Se il terzo mandato “salvasse” Varese, Busto e Gallarate

Terzo mandato per presidenti di regione e, a cascata, anche per i sindaci? La maggioranza di governo ne parla sulla spinta di una Lega decisa a condurre in porto una questione che, per quanto riguarda le regionali d’autunno, risolverebbe una serie di grane, a cominciare dalla rielezione di Luca Zaia in Veneto. Ma bisogna fare in fretta per non perdere la “finestra” elettorale tra qualche mese, quando anche la Campania sarà chiamata a rinnovare i vertici amministrativi della Regione, con il presidente piddino Vincenzo De Luca, pur in rotta di collisione con il suo partito, che scalpita per ripresentarsi alla conta per la terza volta.

Insomma, si cerca di superare i vincoli di legge che fissano la regola dei due mandati. Fratelli d’Italia e Forza Italia aprono al confronto dopo una serie di niet che hanno provocato tensioni nella coalizione di governo. Uno sbocco deve essere trovato giocoforza a breve, sia per quanto riguarda i governatori sia per quanto concerne i primi cittadini delle città al di sopra dei 15mila abitanti, ora impossibilitati a ripresentarsi al via per tre volte consecutive.

Si tratta di una faccenda che interessa da vicino anche i principali comuni della provincia di Varese, il capoluogo, Busto Arsizio e Gallarate, che nella primavera del 2027 rinnoveranno sindaci e consigli comunali. Appuntamento che sin d’ora agita i partiti i quali, sottotraccia, brigano per riempire le diverse caselle e sostituire gli attuali primi cittadini, il dem Davide Galimberti a Varese, il leghista Andrea Cassani a Gallarate, il meloniano Emanuele Antonelli a Busto Arsizio. Tre politici alla legittima ricerca di una nuova opportunità dopo due mandati alla guida dei rispettivi municipi. Tutti e tre disponibili, a quanto pare, a correre per Roma, visto che nello stesso periodo si voterà anche per Camera e Senato. Ma i posti a disposizione sono limitati e bisognerà fare i conti con i parlamentari uscenti, maldisposti a lasciare loro campo libero. Un bel problema che il terzo mandato, salvo decisioni dei singoli al momento insondabili, risolverebbe d’emblée, placando le velleità dei molti desiderosi di indossare la fascia tricolore di sindaco.

La gara è già apertissima, benché si tenda a non parlarne, ma c’è chi sgomita a tutta birra e sarebbe disposto a far le capriole per essere eletto primo cittadino. Senza contare che per il centrodestra l’eventuale riconferma di Cassani e Antonelli servirebbe anche per evitare liti nella coalizione in funzione degli equilibri provinciali e nella ripartizione degli incarichi nelle tre città a seconda delle appartenenze e, manco a dirlo, rispetto alle alleanze tra due anni, un lasso di tempo che, in politica, equivale a un’era geologica. Scontato ribadire che per ora siamo nel versante delle ipotesi, che nulla può essere dato per certo e che, senza il terzo mandato, la partita si giocherà con furore dentro e fuori la coalizione di centrodestra.

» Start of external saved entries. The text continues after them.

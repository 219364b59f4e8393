//! Configuration management.
//!
//! This module handles loading the configuration, which includes
//! the catalog endpoint, cache policy and asset verification limits.
//!
//! Configuration is stored at `~/.config/templatecache/config.json`.
//! Selected values can be overridden from the environment.

use std::path::PathBuf;
use std::time::Duration;

use anyhow::Result;
use serde::{Deserialize, Serialize};

use crate::models::Language;

/// Application name used for config/cache directory paths
const APP_NAME: &str = "templatecache";

/// Config file name
const CONFIG_FILE: &str = "config.json";

/// Templates change rarely; a day keeps catalog traffic low.
const DEFAULT_TTL_MINUTES: i64 = 24 * 60;

#[derive(Debug, Clone, Serialize, Deserialize)]
#[serde(default)]
pub struct Config {
    pub catalog_url: String,
    pub api_key: Option<String>,
    pub catalog_table: String,
    pub translations_table: String,
    pub default_language: Language,
    pub ttl_minutes: i64,
    pub asset_version: String,
    pub verify_concurrency: usize,
    pub probe_timeout_secs: u64,
    pub request_timeout_secs: u64,
    pub verify_on_refresh: bool,
    pub cache_dir: Option<PathBuf>,
}

impl Default for Config {
    fn default() -> Self {
        Self {
            catalog_url: "http://localhost:54321".to_string(),
            api_key: None,
            catalog_table: "habit_templates".to_string(),
            translations_table: "habit_template_translations".to_string(),
            default_language: Language::DEFAULT,
            ttl_minutes: DEFAULT_TTL_MINUTES,
            asset_version: "1".to_string(),
            verify_concurrency: 6,
            probe_timeout_secs: 8,
            request_timeout_secs: 30,
            verify_on_refresh: false,
            cache_dir: None,
        }
    }
}

/// Knobs the sync orchestrator runs with.
#[derive(Debug, Clone)]
pub struct SyncSettings {
    pub ttl: chrono::Duration,
    pub default_language: Language,
    pub verify_concurrency: usize,
    pub probe_timeout: Duration,
    pub verify_on_refresh: bool,
}

impl Default for SyncSettings {
    fn default() -> Self {
        Config::default().sync_settings()
    }
}

impl Config {
    pub fn load() -> Result<Self> {
        let path = Self::config_path()?;
        let mut config: Config = if path.exists() {
            let contents = std::fs::read_to_string(&path)?;
            serde_json::from_str(&contents)?
        } else {
            Self::default()
        };
        config.apply_env(|key| std::env::var(key).ok());
        Ok(config)
    }

    /// Override values from `TEMPLATECACHE_*` variables.
    pub fn apply_env(&mut self, var: impl Fn(&str) -> Option<String>) {
        if let Some(url) = var("TEMPLATECACHE_CATALOG_URL") {
            self.catalog_url = url;
        }
        if let Some(key) = var("TEMPLATECACHE_API_KEY") {
            self.api_key = Some(key);
        }
        if let Some(version) = var("TEMPLATECACHE_ASSET_VERSION") {
            self.asset_version = version;
        }
        if let Some(dir) = var("TEMPLATECACHE_CACHE_DIR") {
            self.cache_dir = Some(PathBuf::from(dir));
        }
    }

    fn config_path() -> Result<PathBuf> {
        let config_dir = dirs::config_dir()
            .ok_or_else(|| anyhow::anyhow!("Could not find config directory"))?;
        Ok(config_dir.join(APP_NAME).join(CONFIG_FILE))
    }

    pub fn cache_dir(&self) -> Result<PathBuf> {
        if let Some(ref dir) = self.cache_dir {
            return Ok(dir.clone());
        }
        let cache_dir = dirs::cache_dir()
            .ok_or_else(|| anyhow::anyhow!("Could not find cache directory"))?;
        Ok(cache_dir.join(APP_NAME))
    }

    pub fn sync_settings(&self) -> SyncSettings {
        SyncSettings {
            ttl: chrono::Duration::minutes(self.ttl_minutes.max(0)),
            default_language: self.default_language,
            verify_concurrency: self.verify_concurrency.max(1),
            probe_timeout: Duration::from_secs(self.probe_timeout_secs.max(1)),
            verify_on_refresh: self.verify_on_refresh,
        }
    }
}

#[cfg(test)]
mod tests {
    use super::*;

    #[test]
    fn test_partial_config_fills_defaults() {
        let config: Config =
            serde_json::from_str(r#"{ "catalog_url": "https://c.example.com", "ttl_minutes": 5 }"#)
                .unwrap();
        assert_eq!(config.catalog_url, "https://c.example.com");
        assert_eq!(config.ttl_minutes, 5);
        assert_eq!(config.verify_concurrency, 6);
        assert_eq!(config.default_language, Language::En);
    }

    #[test]
    fn test_env_overrides() {
        let mut config = Config::default();
        config.apply_env(|key| match key {
            "TEMPLATECACHE_ASSET_VERSION" => Some("9".to_string()),
            "TEMPLATECACHE_CACHE_DIR" => Some("/tmp/tc".to_string()),
            _ => None,
        });
        assert_eq!(config.asset_version, "9");
        assert_eq!(config.cache_dir().unwrap(), PathBuf::from("/tmp/tc"));
        assert!(config.api_key.is_none());
    }

    #[test]
    fn test_sync_settings_clamps_limits() {
        let config = Config {
            verify_concurrency: 0,
            probe_timeout_secs: 0,
            ttl_minutes: 30,
            ..Config::default()
        };
        let settings = config.sync_settings();
        assert_eq!(settings.verify_concurrency, 1);
        assert_eq!(settings.probe_timeout, Duration::from_secs(1));
        assert_eq!(settings.ttl, chrono::Duration::minutes(30));
    }
}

Meno difficoltoso il percorso del centrosinistra, dove, nel Varesotto, domina il Partito Democratico e dove, fino a prova contraria, non si intravedono né campi larghi né stretti. Le recenti consultazioni a Saronno, Castellanza e Arcisate hanno confermato lo scollamento dello schieramento, fino al punto che il Pd, dove non s’è diviso, ha persino rinunciato a presentare il simbolo. Gli scenari cambieranno di sicuro per i tre centri maggiori, per i quali la posta in gioco rimane sempre alta, con gli obiettivi di una riconferma dei dem a Palazzo Estense, e di un rilancio a Gallarate e Busto: qui la sinistra non ha mai fatto faville. Al contrario di Saronno e Castellanza, con il Pd vincente alle urne nonostante tutto. E forse non è neanche un paradosso.